Varicose veins may not seem like a serious health problem to many people and is usually viewed as simply being unsightly, but the truth is, without treating varicose veins you could end up increasing your health risks, especially if you already have coronary heart disease or narrowing/hardening arteries. According to the Mayo Clinic, deep varicose veins can sometimes develop blood clots. If these clots break loose and travel through your body, you could suffer a stroke or heart attack.

How do Varicose Veins Develop?

Before talking about treatment for varicose veins, it might be helpful to discuss how the problem begins. The University of Maryland Medical Center explains that varicose veins are defined as swollen and sometimes painful veins that contain too much blood.

The cause of the problem is improperly functioning valves. Normally, the valves are responsible for moving blood out of the vein and towards the heart. When they do not work, the blood remains in the vein and pools. Over time, this causes the vein to swell. Although varicose veins are most commonly found in the legs, they can also develop in other parts of the body. As the National Heart, Lung, and Blood Institute points out, hemorrhoids are a form of varicose veins that occur around the anus.
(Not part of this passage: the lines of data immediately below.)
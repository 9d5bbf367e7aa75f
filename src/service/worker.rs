use super::resources::{ResourceEvent, ResourceOutcome};
use super::sync::{SyncOutcome, Synchronizer};
use crate::api::{DatasetSource, RemoteCatalog};
use crate::db::{SyncState, SyncStorage};
use crate::error::SyncError;
use futures::stream::StreamExt;
use governor::{Quota, RateLimiter};
use reqwest::StatusCode;
use serde::{Deserialize, Serialize};
use std::num::NonZeroU32;
use std::sync::Arc;
use tokio::sync::mpsc;
use tokio_stream::wrappers::ReceiverStream;
use tracing::{error, info, warn};

/// Pending tasks beyond this are refused rather than buffered.
pub const QUEUE_CAPACITY: usize = 1000;

/// Unit of background work submitted by the host hooks.
#[derive(Debug, Clone, PartialEq, Eq, Serialize, Deserialize)]
#[serde(tag = "task", rename_all = "snake_case")]
pub enum Task {
    SyncDataset {
        dataset_id: String,
    },
    SyncResource {
        dataset_id: String,
        resource_id: String,
        event: ResourceEvent,
    },
    SyncFiles {
        dataset_id: String,
    },
}

impl Task {
    pub fn name(&self) -> &'static str {
        match self {
            Task::SyncDataset { .. } => "datadotworld.synchronize",
            Task::SyncResource { .. } => "datadotworld.synchronize_resource",
            Task::SyncFiles { .. } => "datadotworld.sync_files",
        }
    }

    pub fn dataset_id(&self) -> &str {
        match self {
            Task::SyncDataset { dataset_id }
            | Task::SyncResource { dataset_id, .. }
            | Task::SyncFiles { dataset_id } => dataset_id,
        }
    }
}

#[derive(Debug, Clone, PartialEq, Eq)]
pub enum TaskOutcome {
    Dataset(SyncOutcome),
    Resource(ResourceOutcome),
    /// `None` when the dataset is not linked.
    Files(Option<StatusCode>),
}

/// Where hooks hand off work. How it gets executed is up to the implementor.
pub trait TaskQueue: Send + Sync {
    fn submit(&self, task: Task) -> Result<(), SyncError>;
}

/// Sending side of the in-process sync worker.
#[derive(Clone)]
pub struct SyncWorkerHandle {
    tx: mpsc::Sender<Task>,
}

impl SyncWorkerHandle {
    /// A handle plus the raw receiving end, for callers that drain the queue
    /// themselves.
    pub fn channel(capacity: usize) -> (Self, mpsc::Receiver<Task>) {
        let (tx, rx) = mpsc::channel(capacity);
        (Self { tx }, rx)
    }
}

impl TaskQueue for SyncWorkerHandle {
    fn submit(&self, task: Task) -> Result<(), SyncError> {
        self.tx.try_send(task).map_err(|e| {
            warn!("Failed to submit sync task (channel closed/full): {}", e);
            SyncError::QueueClosed
        })
    }
}

impl<C, S> Synchronizer<C, S>
where
    C: RemoteCatalog,
    S: DatasetSource,
{
    pub async fn run(&self, task: &Task) -> Result<TaskOutcome, SyncError> {
        match task {
            Task::SyncDataset { dataset_id } => self.sync(dataset_id).await.map(TaskOutcome::Dataset),
            Task::SyncResource {
                dataset_id,
                resource_id,
                event,
            } => self
                .sync_resource(dataset_id, resource_id, *event)
                .await
                .map(TaskOutcome::Resource),
            Task::SyncFiles { dataset_id } => {
                self.sync_files(dataset_id).await.map(TaskOutcome::Files)
            }
        }
    }
}

/// Spawn the background worker: tasks are admitted through a rate limiter
/// and run with at most `concurrency` in flight. No ordering is kept between
/// tasks, even for the same dataset.
pub fn spawn<C, S>(
    sync: Arc<Synchronizer<C, S>>,
    concurrency: usize,
    rate_per_minute: u32,
) -> SyncWorkerHandle
where
    C: RemoteCatalog + 'static,
    S: DatasetSource + 'static,
{
    let (handle, rx) = SyncWorkerHandle::channel(QUEUE_CAPACITY);
    let concurrency = concurrency.max(1);
    let rate = NonZeroU32::new(rate_per_minute).unwrap_or(NonZeroU32::MIN);
    let limiter = Arc::new(RateLimiter::direct(Quota::per_minute(rate)));

    tokio::spawn(async move {
        info!(
            "Sync worker started: Concurrency={}, RateLimit={}/min",
            concurrency, rate
        );

        let mut pipeline = ReceiverStream::new(rx)
            .map(|task| {
                let lim = limiter.clone();
                let sync = sync.clone();
                async move {
                    lim.until_ready().await;
                    let result = sync.run(&task).await;
                    (task, result)
                }
            })
            .buffer_unordered(concurrency);

        while let Some((task, result)) = pipeline.next().await {
            match result {
                Ok(outcome) => {
                    info!(task = task.name(), dataset = task.dataset_id(), ?outcome, "task done");
                }
                // Transport and store errors leave the record as it was; the
                // next event for the dataset retries.
                Err(e) => {
                    error!(task = task.name(), dataset = task.dataset_id(), error = %e, "task aborted");
                }
            }
        }
        info!("Sync worker stopped");
    });

    handle
}

#[derive(Debug, Clone, Copy, Default, PartialEq, Eq, Serialize)]
pub struct PushReport {
    pub queued: usize,
    /// Refused by a full or closed queue; still `failed` in the store.
    pub refused: usize,
}

/// Re-enqueue every `failed` record, optionally for one organization only.
///
/// Submission can be partial: a record the queue refuses is counted and
/// skipped, and the rest are still tried.
pub async fn push_failed(
    storage: &SyncStorage,
    queue: &dyn TaskQueue,
    organization_id: Option<&str>,
) -> Result<PushReport, SyncError> {
    let failed = storage
        .list_by_state(SyncState::Failed, organization_id)
        .await?;
    let mut report = PushReport::default();
    for record in failed {
        match queue.submit(Task::SyncDataset {
            dataset_id: record.package_id,
        }) {
            Ok(()) => report.queued += 1,
            Err(_) => report.refused += 1,
        }
    }
    info!(queued = report.queued, refused = report.refused, "re-pushing failed datasets");
    Ok(report)
}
You are more likely to develop this health problem if you must stand for long periods of time, are overweight, or have a congenital circulatory system problem.

Treating the Problem

Treatment for varicose veins usually begins with some self-care routines. In many cases, losing weight and exercising can help reduce some of the factors that lead to these problem veins in the first place. Avoiding standing or sitting for extended periods can also be helpful. Even if these measures do not eliminate your current varicose veins, they can reduce pain associated with them and can prevent developement of varicose veins. According to the Mayo Clinic, the following procedures may also be good ideas for treatment.
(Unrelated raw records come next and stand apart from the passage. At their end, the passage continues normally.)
use crate::api::{
    ApiResponse, CallOutcome, DataworldAuth, DatasetSource, RemoteCatalog,
    identifier_from_response,
};
use crate::db::{SyncRecord, SyncState, SyncStorage};
use crate::error::SyncError;
use crate::mapper::{dataworld_name, format_dataset};
use crate::service::dirty::is_changed;
use crate::types::{Dataset, DatasetState, RemoteDataset};
use chrono::Utc;
use tracing::{debug, error, info, warn};

#[derive(Debug, Clone, Copy, PartialEq, Eq)]
pub enum SyncAction {
    Create,
    Update,
    Delete,
}

#[derive(Debug, Clone, Copy, PartialEq, Eq)]
pub enum SkipReason {
    /// Host type other than `dataset`.
    NotADataset,
    Draft,
    /// Organization missing, integration off, or owner/key unset.
    NoCredentials,
    /// Nothing on data.world to act on.
    NotLinked,
}

#[derive(Debug, Clone, PartialEq, Eq)]
pub enum SyncOutcome {
    Skipped(SkipReason),
    /// Dirty-check found the remote copy already current; nothing written.
    Unchanged,
    /// A remote write was attempted; `state` is what got stored.
    Applied { action: SyncAction, state: SyncState },
    /// Remote delete confirmed.
    Removed,
}

/// Drives one dataset change event against data.world.
///
/// Holds no per-dataset state between calls; everything is read from the
/// host and the store at the start of each call.
pub struct Synchronizer<C, S> {
    storage: SyncStorage,
    catalog: C,
    source: S,
    retain_deleted: bool,
}

impl<C, S> Synchronizer<C, S>
where
    C: RemoteCatalog,
    S: DatasetSource,
{
    pub fn new(storage: SyncStorage, catalog: C, source: S) -> Self {
        Self {
            storage,
            catalog,
            source,
            retain_deleted: false,
        }
    }

    /// Keep the record in `deleted` state after a confirmed remote delete
    /// instead of removing it.
    pub fn retain_deleted(mut self, retain: bool) -> Self {
        self.retain_deleted = retain;
        self
    }

    pub fn storage(&self) -> &SyncStorage {
        &self.storage
    }

    pub(crate) fn catalog(&self) -> &C {
        &self.catalog
    }

    pub(crate) fn source(&self) -> &S {
        &self.source
    }

    /// Entry point for a dataset create/update/delete event.
    ///
    /// A dataset the host no longer knows is handled as deleted, using the
    /// organization remembered on its sync record.
    pub async fn sync(&self, dataset_id: &str) -> Result<SyncOutcome, SyncError> {
        match self.source.package_show(dataset_id).await? {
            Some(dataset) => self.sync_dataset(&dataset).await,
            None => self.sync_purged(dataset_id).await,
        }
    }

    pub async fn sync_dataset(&self, dataset: &Dataset) -> Result<SyncOutcome, SyncError> {
        if !dataset.is_plain_dataset() {
            return Ok(SyncOutcome::Skipped(SkipReason::NotADataset));
        }
        if dataset.state == DatasetState::Draft {
            return Ok(SyncOutcome::Skipped(SkipReason::Draft));
        }
        let Some(org_id) = dataset.owner_org.as_deref() else {
            return Ok(SyncOutcome::Skipped(SkipReason::NoCredentials));
        };
        let Some(auth) = self.auth_for(org_id).await? else {
            debug!(dataset = %dataset.id, org = org_id, "integration disabled; skipping");
            return Ok(SyncOutcome::Skipped(SkipReason::NoCredentials));
        };

        let record = self.storage.find_sync_record(&dataset.id).await?;

        if dataset.state == DatasetState::Deleted {
            return match record.filter(is_live_link) {
                Some(mut record) => self.delete(&auth, &mut record).await,
                None => Ok(SyncOutcome::Skipped(SkipReason::NotLinked)),
            };
        }

        let doc = format_dataset(dataset);
        let mut record = match record {
            Some(record) => record,
            None => {
                let record = SyncRecord::pending(&dataset.id, org_id, &auth.owner);
                self.storage.save_sync_record(&record).await?;
                record
            }
        };

        if record.linked_id().is_some() {
            info!(dataset = %dataset.id, "performing update");
            self.update(&auth, &doc, &mut record).await
        } else {
            info!(dataset = %dataset.id, "performing create");
            self.create(&auth, &doc, &mut record).await
        }
    }

    async fn sync_purged(&self, dataset_id: &str) -> Result<SyncOutcome, SyncError> {
        let Some(mut record) = self
            .storage
            .find_sync_record(dataset_id)
            .await?
            .filter(is_live_link)
        else {
            return Ok(SyncOutcome::Skipped(SkipReason::NotLinked));
        };
        let Some(auth) = self.auth_for(&record.organization_id).await? else {
            return Ok(SyncOutcome::Skipped(SkipReason::NoCredentials));
        };
        self.delete(&auth, &mut record).await
    }

    pub(crate) async fn auth_for(&self, org_id: &str) -> Result<Option<DataworldAuth>, SyncError> {
        Ok(self
            .storage
            .find_credentials(org_id)
            .await?
            .and_then(|creds| creds.auth()))
    }

    /// PUT under the record's identifier, or a slug of the title when it has
    /// none yet. The identifier is kept even when the call fails so the next
    /// event goes through update (and its 404 fallback).
    async fn create(
        &self,
        auth: &DataworldAuth,
        doc: &RemoteDataset,
        record: &mut SyncRecord,
    ) -> Result<SyncOutcome, SyncError> {
        let id = record
            .linked_id()
            .map(str::to_string)
            .unwrap_or_else(|| dataworld_name(&doc.title));

        let resp = self.catalog.put_dataset(auth, &id, doc).await?;
        let state = match resp.outcome() {
            CallOutcome::Success => {
                let adopted = identifier_from_response(&resp).unwrap_or_else(|| id.clone());
                info!(dataset = %record.package_id, remote = %adopted, "created on data.world");
                record.remote_id = Some(adopted);
                SyncState::UpToDate
            }
            outcome => {
                record.remote_id = Some(id);
                self.failure_state(record, SyncAction::Create, outcome, &resp)
            }
        };
        self.finish(record, state, resp).await?;
        Ok(SyncOutcome::Applied {
            action: SyncAction::Create,
            state,
        })
    }

    async fn update(
        &self,
        auth: &DataworldAuth,
        doc: &RemoteDataset,
        record: &mut SyncRecord,
    ) -> Result<SyncOutcome, SyncError> {
        let id = record.linked_id().unwrap_or_default().to_string();

        if !self.is_update_required(auth, doc, &id).await? {
            debug!(dataset = %record.package_id, remote = %id, "remote copy is current");
            return Ok(SyncOutcome::Unchanged);
        }

        let resp = self.catalog.put_dataset(auth, &id, doc).await?;
        let state = match resp.outcome() {
            CallOutcome::Success => {
                info!(dataset = %record.package_id, remote = %id, "updated on data.world");
                SyncState::UpToDate
            }
            CallOutcome::NotFound => {
                warn!(dataset = %record.package_id, remote = %id, "remote dataset missing; creating");
                return self.create(auth, doc, record).await;
            }
            outcome => self.failure_state(record, SyncAction::Update, outcome, &resp),
        };
        self.finish(record, state, resp).await?;
        Ok(SyncOutcome::Applied {
            action: SyncAction::Update,
            state,
        })
    }

    async fn delete(
        &self,
        auth: &DataworldAuth,
        record: &mut SyncRecord,
    ) -> Result<SyncOutcome, SyncError> {
        let id = record.linked_id().unwrap_or_default().to_string();
        warn!(dataset = %record.package_id, remote = %id, "deleting from data.world");

        let resp = self.catalog.delete_dataset(auth, &id).await?;
        match resp.outcome() {
            CallOutcome::Success if self.retain_deleted => {
                self.finish(record, SyncState::Deleted, resp).await?;
                Ok(SyncOutcome::Removed)
            }
            CallOutcome::Success => {
                self.storage.remove_sync_record(&record.package_id).await?;
                info!(dataset = %record.package_id, "sync record removed");
                Ok(SyncOutcome::Removed)
            }
            outcome => {
                let state = self.failure_state(record, SyncAction::Delete, outcome, &resp);
                self.finish(record, state, resp).await?;
                Ok(SyncOutcome::Applied {
                    action: SyncAction::Delete,
                    state,
                })
            }
        }
    }

    /// Dirty-check. A failed fetch means "write anyway".
    async fn is_update_required(
        &self,
        auth: &DataworldAuth,
        doc: &RemoteDataset,
        id: &str,
    ) -> Result<bool, SyncError> {
        let remote = self.catalog.get_dataset(auth, id).await?;
        if remote.outcome() != CallOutcome::Success {
            warn!(remote = %id, status = %remote.status, "unable to fetch dataset for dirty check");
            return Ok(true);
        }
        let Some(remote_doc) = remote.json() else {
            return Ok(true);
        };
        Ok(is_changed(doc, &remote_doc))
    }

    fn failure_state(
        &self,
        record: &SyncRecord,
        action: SyncAction,
        outcome: CallOutcome,
        resp: &ApiResponse,
    ) -> SyncState {
        match outcome {
            CallOutcome::Deferred => {
                warn!(
                    dataset = %record.package_id,
                    ?action,
                    status = %resp.status,
                    "data.world deferred the request; will retry on next event"
                );
                SyncState::Pending
            }
            _ => {
                error!(
                    dataset = %record.package_id,
                    ?action,
                    status = %resp.status,
                    body = %resp.body,
                    "data.world rejected the request"
                );
                SyncState::Failed
            }
        }
    }

    async fn finish(
        &self,
        record: &mut SyncRecord,
        state: SyncState,
        resp: ApiResponse,
    ) -> Result<(), SyncError> {
        record.state = state;
        record.message = Some(resp.body);
        record.updated_at = Utc::now();
        self.storage.save_sync_record(record).await
    }
}

/// A record pointing at a remote dataset that has not been deleted yet.
fn is_live_link(record: &SyncRecord) -> bool {
    record.linked_id().is_some() && record.state != SyncState::Deleted
}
Of course there are other treatments for varicose veins that are available. Sclerotherapy veins treatment is an increasingly popular option. With this treatment, a physician causes the affected vein to close by injecting a special solution into it directly. No surgery is required, and the procedure is done in the office. Some veins may require multiple injections. This procedure is only done for small to medium-sized varicose veins. Laser surgery can have a similar impact on small varicose veins and does not require the use of needles.


The greatest health risks and most discomfort are normally associated with larger or deeper varicose veins. There are a number of treatments for varicose veins available for these cases as well. For example, a catheter can be inserted into the vein then heated. When the catheter is removed, the heat causes the vein to collapse.

Vein stripping and endoscopic vein surgery are two more significant treatment possibilities. With vein stripping, the vein is actually removed from the body through a number of incisions made near the affected area. With endoscopic vein surgery, the procedure is done in a similar way; however, an endoscopic camera is also inserted so that the physician can get a better look at the problem; usually, this method is only used when varicose veins have developed painful ulcers.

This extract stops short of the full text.